There was an interesting story in a recent edition of the San Diego Reader about a group of citizens who exercize their right to openly carry a gun in public. While one cannot carry a hidden (“concealed”) firearm without a permit in California, which, in most cases, is nearly impossible to acquire, a gun may be carried provided that it is carried in plain view–such as in a holster–and that it is unloaded (although ammunition may be carried next to the gun). Other restrictions also apply, such as prohibitions on carrying guns within 1,000 feet of a school, or in government buildings or the “sterile area” of airports. The reporter, Rosa Jurjevics, joins several open carriers as they walk around town and get harrassed by members of the public and the police for merely exercising their rights.

Some may say that open carrying is a bit of a stunt, but if it is, it is a stunt with a purpose. That purpose is twofold: first, to assert one’s right to gun ownership and the means to potentially protecting his or her own life, and second, to inform other members of the public that they have the same rights and do not need to be fearful of law-abiding citizens with guns.

Of course, restrictions on the possession and use of guns only affect people who obey the law–not the criminals! This merely makes law-abiding citizens sitting ducks while the criminals continue to ignore the laws and have less worry that they, themselves, might be shot in the act of a crime by a would-be victim or good Samaritan. (See, for example, John Lott’s More Guns, Less Crime on how gun-control laws increase crime rates and make the public less safe.)
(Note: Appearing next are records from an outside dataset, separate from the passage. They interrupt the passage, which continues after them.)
use axum::{
    extract::State,
    http::StatusCode,
    response::{IntoResponse, Response},
    Json,
};
use rand::rngs::StdRng;
use rand::SeedableRng;
use serde::{Deserialize, Serialize};
use serde_json::json;
use tracing::{error, info, warn};

use super::AppState;
use crate::components::automation::{
    FillReport, FillRequest, FormFiller, PeriodRequest, PortalTask,
};
use crate::components::credentials::Credentials;
use crate::components::schedule::{generate_daily_schedule_with, validate_hours, GeneratedSchedule};
use crate::error::Error;

/// Most days a single generate call may ask for
const MAX_GENERATED_DAYS: usize = 31;

/// Error returned to API clients as `{"detail": ...}`
#[derive(Debug)]
pub struct ApiError {
    pub status: StatusCode,
    pub detail: String,
}

impl ApiError {
    pub fn new(status: StatusCode, detail: impl Into<String>) -> Self {
        Self {
            status,
            detail: detail.into(),
        }
    }

    pub fn bad_request(detail: impl Into<String>) -> Self {
        Self::new(StatusCode::BAD_REQUEST, detail)
    }
}

impl From<Error> for ApiError {
    fn from(err: Error) -> Self {
        let status = match err {
            Error::Format(_) | Error::Date(_) => StatusCode::BAD_REQUEST,
            _ => StatusCode::INTERNAL_SERVER_ERROR,
        };
        Self::new(status, err.to_string())
    }
}

impl IntoResponse for ApiError {
    fn into_response(self) -> Response {
        (self.status, Json(json!({ "detail": self.detail }))).into_response()
    }
}

#[derive(Debug, Deserialize)]
pub struct GenerateRequest {
    #[serde(default = "default_days")]
    pub days: usize,
}

fn default_days() -> usize {
    1
}

#[derive(Debug, Serialize)]
pub struct GenerateResponse {
    pub schedules: Vec<GeneratedSchedule>,
}

#[derive(Debug, Deserialize)]
pub struct ValidateRequest {
    pub morning_start: String,
    pub morning_end: String,
    pub afternoon_start: String,
    pub afternoon_end: String,
}

#[derive(Debug, Serialize)]
pub struct ValidateResponse {
    pub valid: bool,
    pub reason: String,
}

#[derive(Debug, Deserialize)]
pub struct LoadTasksRequest {
    pub month: u32,
    pub year: i32,
}

#[derive(Debug, Serialize)]
pub struct LoadTasksResponse {
    pub success: bool,
    pub tasks: Vec<PortalTask>,
    pub count: usize,
}

#[derive(Debug, Deserialize)]
pub struct ExecuteRequest {
    pub periods: Vec<PeriodRequest>,
}

/// Handler for the root path
pub async fn root_handler() -> impl IntoResponse {
    Json(json!({ "status": "ok", "message": "Timesheet autofill API" }))
}

/// Handler for health checks
pub async fn health_handler() -> impl IntoResponse {
    Json(json!({
        "status": "ok",
        "message": "Backend is running",
        "version": env!("CARGO_PKG_VERSION"),
    }))
}

/// Generate schedules for one or more days
pub async fn generate_handler(
    State(state): State<AppState>,
    Json(request): Json<GenerateRequest>,
) -> Result<Json<GenerateResponse>, ApiError> {
    if request.days == 0 || request.days > MAX_GENERATED_DAYS {
        return Err(ApiError::bad_request(format!(
            "days must be between 1 and {}",
            MAX_GENERATED_DAYS
        )));
    }

    let mut rng = state.rng.lock().await;
    let schedules = (0..request.days)
        .map(|_| generate_daily_schedule_with(&mut *rng))
        .collect();

    Ok(Json(GenerateResponse { schedules }))
}

/// Validate hours typed in by the operator
pub async fn validate_handler(
    Json(request): Json<ValidateRequest>,
) -> Result<Json<ValidateResponse>, ApiError> {
    let (valid, reason) = validate_hours(
        &request.morning_start,
        &request.morning_end,
        &request.afternoon_start,
        &request.afternoon_end,
    )?;

    Ok(Json(ValidateResponse { valid, reason }))
}

/// Store the portal login
pub async fn save_credentials_handler(
    State(state): State<AppState>,
    Json(credentials): Json<Credentials>,
) -> Result<impl IntoResponse, ApiError> {
    if credentials.email.trim().is_empty() || credentials.password.is_empty() {
        return Err(ApiError::bad_request("Email and password are required"));
    }

    if !state.secrets.save(&credentials).await {
        error!("Failed to save credentials for {}", credentials.email);
        return Err(ApiError::new(
            StatusCode::INTERNAL_SERVER_ERROR,
            "Failed to save credentials",
        ));
    }

    Ok(Json(json!({ "success": true, "message": "Credentials saved" })))
}

/// Forget the stored portal login
pub async fn delete_credentials_handler(
    State(state): State<AppState>,
) -> Result<impl IntoResponse, ApiError> {
    if !state.secrets.delete().await {
        return Err(ApiError::new(
            StatusCode::INTERNAL_SERVER_ERROR,
            "Failed to delete credentials",
        ));
    }

    Ok(Json(json!({ "success": true, "message": "Credentials deleted" })))
}

/// Report whether a login is stored, without exposing the password
pub async fn load_credentials_handler(State(state): State<AppState>) -> impl IntoResponse {
    match state.secrets.load().await {
        Some(credentials) => Json(json!({
            "success": true,
            "has_credentials": true,
            "email": credentials.email,
        })),
        None => Json(json!({ "success": true, "has_credentials": false })),
    }
}

/// Log in and read the task table for a month
pub async fn load_tasks_handler(
    State(state): State<AppState>,
    Json(request): Json<LoadTasksRequest>,
) -> Result<Json<LoadTasksResponse>, ApiError> {
    if !(1..=12).contains(&request.month) {
        return Err(ApiError::bad_request("month must be between 1 and 12"));
    }

    let credentials = stored_credentials(&state).await?;
    let mut driver = state.driver.lock().await;

    driver
        .login(&credentials.email, &credentials.password)
        .await
        .map_err(|e| ApiError::new(StatusCode::UNAUTHORIZED, format!("Login failed: {}", e)))?;

    driver
        .navigate_to_entries(Some((request.month, request.year)))
        .await
        .map_err(|e| {
            ApiError::new(
                StatusCode::INTERNAL_SERVER_ERROR,
                format!("Failed to open entries page: {}", e),
            )
        })?;

    let tasks = driver.load_tasks().await?;
    if tasks.is_empty() {
        return Err(ApiError::new(StatusCode::NOT_FOUND, "No tasks found"));
    }

    info!("Loaded {} tasks for {:02}/{}", tasks.len(), request.month, request.year);
    Ok(Json(LoadTasksResponse {
        success: true,
        count: tasks.len(),
        tasks,
    }))
}

/// Fill every submitted period, leaving the final save to the operator
pub async fn execute_handler(
    State(state): State<AppState>,
    Json(request): Json<ExecuteRequest>,
) -> Result<Json<FillReport>, ApiError> {
    let credentials = stored_credentials(&state).await?;
    let mut driver = state.driver.lock().await;

    driver
        .login(&credentials.email, &credentials.password)
        .await
        .map_err(|e| ApiError::new(StatusCode::UNAUTHORIZED, format!("Login failed: {}", e)))?;

    let rng = StdRng::from_rng(&mut *state.rng.lock().await);
    let mut filler = FormFiller::new(&mut **driver)
        .with_rng(rng)
        .with_step_delay(state.config.step_delay());

    let mut report = FillReport::default();
    for period in &request.periods {
        match FillRequest::try_from(period) {
            Ok(fill_request) => report.merge(filler.fill_date_range(&fill_request).await),
            Err(e) => {
                warn!("Skipping period {} - {}: {}", period.from, period.to, e);
                report.fail(format!("Invalid period {} - {}: {}", period.from, period.to, e));
            }
        }
    }

    info!(
        "Automation finished: {} dates, {} entries, {} errors",
        report.filled_dates.len(),
        report.total_entries,
        report.errors.len()
    );
    Ok(Json(report))
}

/// Whether an automation run currently holds the browser
pub async fn status_handler(State(state): State<AppState>) -> impl IntoResponse {
    // A run holds the lock for its whole length, so its browser is open
    let (running, browser_open) = match state.driver.try_lock() {
        Ok(driver) => (false, driver.session_open()),
        Err(_) => (true, true),
    };

    Json(json!({
        "running": running,
        "browser_open": browser_open,
        "headless": state.config.headless,
    }))
}

async fn stored_credentials(state: &AppState) -> Result<Credentials, ApiError> {
    state
        .secrets
        .load()
        .await
        .ok_or_else(|| ApiError::bad_request("No stored credentials"))
}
Below are some excerpts from the article:

Nate and I take off to his car, where he removes from the depths of his trunk a silver handgun with a wooden handle. This is a Ruger Single Six .22 revolver, he tells me, as he slides it into the borrowed holster I have fixed to my belt. The gun is surprisingly heavy, nestled just below my waistline.

[. . .]

First, I am given instructions on what to do if approached by the police. I brace myself as Nate explains.

“What’s going to happen is, they’re going to want to do a 12031(e) unloaded check,” he begins. “They’ll say they want to check your weapon. You say, ‘Are you requesting or demanding?’ If they say, ‘Demanding,’ you say, ‘I don’t consent to any warrantless searches. But I’m not going to resist.’ And then you stick your hands out, they check your weapon, and it’s done.”

[. . .]

“You don’t have to answer any other questions. You don’t have to give them your ID,” Sam instructs. “It’s technically an illegal search under the Fourth Amendment. The Fourth Amendment says you have protection against unreasonable search and seizure. If there’s a woman pushing a baby stroller down the boardwalk, that does not give the police the right to check if the kid is kidnapped. So if you’re in full compliance with the law, minding your own business, they technically don’t have the right to stop you to check if your weapon is unloaded or loaded.”

[. . .]

So if it’s such a hassle, why open carry?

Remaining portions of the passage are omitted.